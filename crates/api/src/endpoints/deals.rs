//! Deal endpoints shared by farmers, buyers and admins.

use agrex_common::AppResult;
use agrex_core::{CreateOfferInput, page_limit};
use agrex_db::entities::deal::{self, DealStatus};
use axum::{Json, Router, extract::State, routing::post};
use serde::{Deserialize, Serialize};

use crate::{extractors::AuthUser, middleware::AppState, response::ApiResponse};

/// Deal response.
#[derive(Serialize)]
#[serde(rename_all = "camelCase")]
pub struct DealResponse {
    pub id: String,
    pub post_id: String,
    pub farmer_id: String,
    pub buyer_id: String,
    pub offer_price: f64,
    pub offer_quantity: f64,
    pub total_value: f64,
    pub message: Option<String>,
    pub status: DealStatus,
    pub created_at: String,
    pub updated_at: Option<String>,
}

impl From<deal::Model> for DealResponse {
    fn from(d: deal::Model) -> Self {
        Self {
            total_value: d.total_value(),
            id: d.id,
            post_id: d.post_id,
            farmer_id: d.farmer_id,
            buyer_id: d.buyer_id,
            offer_price: d.offer_price,
            offer_quantity: d.offer_quantity,
            message: d.message,
            status: d.status,
            created_at: d.created_at.to_rfc3339(),
            updated_at: d.updated_at.map(|t| t.to_rfc3339()),
        }
    }
}

/// List deals request.
#[derive(Debug, Default, Deserialize)]
#[serde(rename_all = "camelCase")]
pub struct ListDealsRequest {
    pub status: Option<DealStatus>,
    pub limit: Option<u64>,
    #[serde(default)]
    pub offset: u64,
}

/// Request naming a single deal.
#[derive(Debug, Deserialize)]
#[serde(rename_all = "camelCase")]
pub struct DealIdRequest {
    pub deal_id: String,
}

/// Status change request.
#[derive(Debug, Deserialize)]
#[serde(rename_all = "camelCase")]
pub struct UpdateStatusRequest {
    pub deal_id: String,
    pub status: DealStatus,
}

/// Make an offer on an approved post.
async fn create_deal(
    AuthUser(user): AuthUser,
    State(state): State<AppState>,
    Json(req): Json<CreateOfferInput>,
) -> AppResult<ApiResponse<DealResponse>> {
    let deal = state.deal_service.create_offer(&user, req).await?;
    Ok(ApiResponse::ok(deal.into()))
}

/// Deals the caller takes part in.
async fn list_deals(
    AuthUser(user): AuthUser,
    State(state): State<AppState>,
    Json(req): Json<ListDealsRequest>,
) -> AppResult<ApiResponse<Vec<DealResponse>>> {
    let deals = state
        .deal_service
        .list_for_user(&user, req.status, page_limit(req.limit), req.offset)
        .await?;
    Ok(ApiResponse::ok(deals.into_iter().map(Into::into).collect()))
}

/// A single deal.
async fn show_deal(
    AuthUser(user): AuthUser,
    State(state): State<AppState>,
    Json(req): Json<DealIdRequest>,
) -> AppResult<ApiResponse<DealResponse>> {
    let deal = state.deal_service.get_for_user(&user, &req.deal_id).await?;
    Ok(ApiResponse::ok(deal.into()))
}

/// Move a deal along its lifecycle.
async fn update_status(
    AuthUser(user): AuthUser,
    State(state): State<AppState>,
    Json(req): Json<UpdateStatusRequest>,
) -> AppResult<ApiResponse<DealResponse>> {
    let deal = state
        .deal_service
        .update_status(&user, &req.deal_id, req.status)
        .await?;
    Ok(ApiResponse::ok(deal.into()))
}

pub fn router() -> Router<AppState> {
    Router::new()
        .route("/create", post(create_deal))
        .route("/list", post(list_deals))
        .route("/show", post(show_deal))
        .route("/update-status", post(update_status))
}
//! Create notification table migration.

use sea_orm_migration::prelude::*;

#[derive(DeriveMigrationName)]
pub struct Migration;

#[async_trait::async_trait]
impl MigrationTrait for Migration {
    async fn up(&self, manager: &SchemaManager) -> Result<(), DbErr> {
        manager
            .create_table(
                Table::create()
                    .table(Notification::Table)
                    .if_not_exists()
                    .col(
                        ColumnDef::new(Notification::Id)
                            .string_len(32)
                            .not_null()
                            .primary_key(),
                    )
                    .col(ColumnDef::new(Notification::UserId).string_len(32).not_null())
                    .col(
                        ColumnDef::new(Notification::NotificationType)
                            .string_len(32)
                            .not_null(),
                    )
                    .col(ColumnDef::new(Notification::Title).string_len(256).not_null())
                    .col(ColumnDef::new(Notification::Message).text().not_null())
                    .col(ColumnDef::new(Notification::PostId).string_len(32))
                    .col(ColumnDef::new(Notification::DealId).string_len(32))
                    .col(
                        ColumnDef::new(Notification::IsRead)
                            .boolean()
                            .not_null()
                            .default(false),
                    )
                    .col(
                        ColumnDef::new(Notification::CreatedAt)
                            .timestamp_with_time_zone()
                            .not_null()
                            .default(Expr::current_timestamp()),
                    )
                    .foreign_key(
                        ForeignKey::create()
                            .name("fk_notification_user")
                            .from(Notification::Table, Notification::UserId)
                            .to(User::Table, User::Id)
                            .on_delete(ForeignKeyAction::Cascade),
                    )
                    .to_owned(),
            )
            .await?;

        // Index: (user_id, is_read) for unread count
        manager
            .create_index(
                Index::create()
                    .name("idx_notification_user_is_read")
                    .table(Notification::Table)
                    .col(Notification::UserId)
                    .col(Notification::IsRead)
                    .to_owned(),
            )
            .await?;

        Ok(())
    }

    async fn down(&self, manager: &SchemaManager) -> Result<(), DbErr> {
        manager
            .drop_table(Table::drop().table(Notification::Table).to_owned())
            .await
    }
}

#[derive(Iden)]
enum Notification {
    Table,
    Id,
    UserId,
    NotificationType,
    Title,
    Message,
    PostId,
    DealId,
    IsRead,
    CreatedAt,
}

#[derive(Iden)]
enum User {
    Table,
    Id,
}
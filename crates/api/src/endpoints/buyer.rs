//! Buyer endpoints: the marketplace of approved posts.

use agrex_common::AppResult;
use agrex_core::{BuyerStats, page_limit};
use agrex_db::repositories::{MarketFilter, MarketSort};
use axum::{Json, Router, extract::State, routing::post};
use serde::Deserialize;

use super::farmer::{PostIdRequest, PostResponse};
use crate::{extractors::AuthUser, middleware::AppState, response::ApiResponse};

/// Marketplace ordering.
#[derive(Debug, Clone, Copy, Default, Deserialize)]
#[serde(rename_all = "camelCase")]
pub enum SortBy {
    #[default]
    Newest,
    Score,
}

impl From<SortBy> for MarketSort {
    fn from(sort: SortBy) -> Self {
        match sort {
            SortBy::Newest => Self::Newest,
            SortBy::Score => Self::Score,
        }
    }
}

/// Marketplace search request.
#[derive(Debug, Default, Deserialize)]
#[serde(rename_all = "camelCase")]
pub struct SearchPostsRequest {
    pub crop_name: Option<String>,
    pub state: Option<String>,
    pub district: Option<String>,
    pub min_price: Option<f64>,
    pub max_price: Option<f64>,
    #[serde(default)]
    pub sort: SortBy,
    pub limit: Option<u64>,
    #[serde(default)]
    pub offset: u64,
}

/// Search approved posts.
async fn search_posts(
    AuthUser(_user): AuthUser,
    State(state): State<AppState>,
    Json(req): Json<SearchPostsRequest>,
) -> AppResult<ApiResponse<Vec<PostResponse>>> {
    let filter = MarketFilter {
        crop_name: req.crop_name,
        state: req.state,
        district: req.district,
        min_price: req.min_price,
        max_price: req.max_price,
    };

    let posts = state
        .crop_post_service
        .browse(&filter, req.sort.into(), page_limit(req.limit), req.offset)
        .await?;
    Ok(ApiResponse::ok(posts.into_iter().map(Into::into).collect()))
}

/// A single post as the caller may see it.
async fn show_post(
    AuthUser(user): AuthUser,
    State(state): State<AppState>,
    Json(req): Json<PostIdRequest>,
) -> AppResult<ApiResponse<PostResponse>> {
    let post = state
        .crop_post_service
        .show_public(&user, &req.post_id)
        .await?;
    Ok(ApiResponse::ok(post.into()))
}

/// Buyer dashboard numbers.
async fn stats(
    AuthUser(user): AuthUser,
    State(state): State<AppState>,
) -> AppResult<ApiResponse<BuyerStats>> {
    let stats = state.analytics_service.buyer_stats(&user).await?;
    Ok(ApiResponse::ok(stats))
}

pub fn router() -> Router<AppState> {
    Router::new()
        .route("/posts/search", post(search_posts))
        .route("/posts/show", post(show_post))
        .route("/stats", post(stats))
}
//! Crop post repository.

use std::sync::Arc;

use crate::entities::{
    CropPost,
    crop_post::{self, ReviewStatus},
};
use agrex_common::{AppError, AppResult};
use sea_orm::{
    ActiveModelTrait, ColumnTrait, DatabaseConnection, DbErr, EntityTrait, FromQueryResult,
    QueryFilter, QueryOrder, QuerySelect, SqlErr,
    prelude::DateTimeWithTimeZone,
    sea_query::{Expr, Func},
};

/// Marketplace filter for approved posts.
#[derive(Debug, Clone, Default)]
pub struct MarketFilter {
    /// Case-insensitive substring of the crop name.
    pub crop_name: Option<String>,
    /// Exact state, ignoring case.
    pub state: Option<String>,
    /// Exact district, ignoring case.
    pub district: Option<String>,
    /// Inclusive lower bound on the unit price.
    pub min_price: Option<f64>,
    /// Inclusive upper bound on the unit price.
    pub max_price: Option<f64>,
}

/// Marketplace ordering.
#[derive(Debug, Clone, Copy, PartialEq, Eq, Default)]
pub enum MarketSort {
    /// Most recently listed first.
    #[default]
    Newest,
    /// Highest verification score first.
    Score,
}

/// Values written by a review transition.
#[derive(Debug, Clone)]
#[allow(missing_docs)]
pub struct ReviewUpdate {
    pub status: ReviewStatus,
    pub admin_notes: Option<String>,
    pub reviewed_by: Option<String>,
    pub reviewed_at: Option<DateTimeWithTimeZone>,
}

impl ReviewUpdate {
    /// A review decision recorded by an admin.
    #[must_use]
    pub fn reviewed(
        status: ReviewStatus,
        admin_id: &str,
        notes: Option<String>,
        at: DateTimeWithTimeZone,
    ) -> Self {
        Self {
            status,
            admin_notes: notes,
            reviewed_by: Some(admin_id.to_string()),
            reviewed_at: Some(at),
        }
    }

    /// Back to the review queue with review metadata cleared.
    #[must_use]
    pub const fn cleared(status: ReviewStatus) -> Self {
        Self {
            status,
            admin_notes: None,
            reviewed_by: None,
            reviewed_at: None,
        }
    }
}

#[derive(Debug, FromQueryResult)]
struct StatusCount {
    status: ReviewStatus,
    count: i64,
}

#[derive(Debug, FromQueryResult)]
struct ScoreAverage {
    average: Option<f64>,
}
//! Crop post service.

use crate::services::{ensure_role, verification};
use agrex_common::{AppError, AppResult, IdGenerator};
use agrex_db::{
    entities::{
        crop_post::{self, ReviewStatus},
        user::{self, UserRole},
    },
    repositories::{
        CropPostRepository, DealRepository, MarketFilter, MarketSort, UserProfileRepository,
    },
};
use sea_orm::Set;
use serde::Deserialize;
use validator::Validate;

/// Statuses in which the owner may still edit a post.
const EDITABLE: [ReviewStatus; 2] = [ReviewStatus::Pending, ReviewStatus::Rejected];

/// Input for listing a crop lot.
#[derive(Debug, Deserialize, Validate)]
#[serde(rename_all = "camelCase")]
pub struct CreatePostInput {
    #[validate(length(min = 1, max = 100))]
    pub crop_name: String,

    #[validate(length(max = 100))]
    pub variety: Option<String>,

    #[validate(range(exclusive_min = 0.0))]
    pub quantity: f64,

    #[validate(length(min = 1, max = 16))]
    pub unit: Option<String>,

    #[validate(range(exclusive_min = 0.0))]
    pub price_per_unit: f64,

    #[validate(length(max = 5000))]
    pub description: Option<String>,

    #[validate(length(max = 32))]
    pub contact_phone: Option<String>,

    #[validate(length(max = 100))]
    pub village: Option<String>,

    #[validate(length(max = 100))]
    pub district: Option<String>,

    #[validate(length(max = 100))]
    pub state: Option<String>,

    #[validate(range(min = -90.0, max = 90.0))]
    pub latitude: Option<f64>,

    #[validate(range(min = -180.0, max = 180.0))]
    pub longitude: Option<f64>,

    #[serde(default)]
    #[validate(length(max = 10))]
    pub image_urls: Vec<String>,
}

### Task requirements
Start at the first line of the entries above. Set down each line exactly through the one with "List deals request.", and stop there.

### Finished task
filename crates/api/src/endpoints/deals.rs
//! Deal endpoints shared by farmers, buyers and admins.

use agrex_common::AppResult;
use agrex_core::{CreateOfferInput, page_limit};
use agrex_db::entities::deal::{self, DealStatus};
use axum::{Json, Router, extract::State, routing::post};
use serde::{Deserialize, Serialize};

use crate::{extractors::AuthUser, middleware::AppState, response::ApiResponse};

/// Deal response.
#[derive(Serialize)]
#[serde(rename_all = "camelCase")]
pub struct DealResponse {
    pub id: String,
    pub post_id: String,
    pub farmer_id: String,
    pub buyer_id: String,
    pub offer_price: f64,
    pub offer_quantity: f64,
    pub total_value: f64,
    pub message: Option<String>,
    pub status: DealStatus,
    pub created_at: String,
    pub updated_at: Option<String>,
}

impl From<deal::Model> for DealResponse {
    fn from(d: deal::Model) -> Self {
        Self {
            total_value: d.total_value(),
            id: d.id,
            post_id: d.post_id,
            farmer_id: d.farmer_id,
            buyer_id: d.buyer_id,
            offer_price: d.offer_price,
            offer_quantity: d.offer_quantity,
            message: d.message,
            status: d.status,
            created_at: d.created_at.to_rfc3339(),
            updated_at: d.updated_at.map(|t| t.to_rfc3339()),
        }
    }
}

/// List deals request.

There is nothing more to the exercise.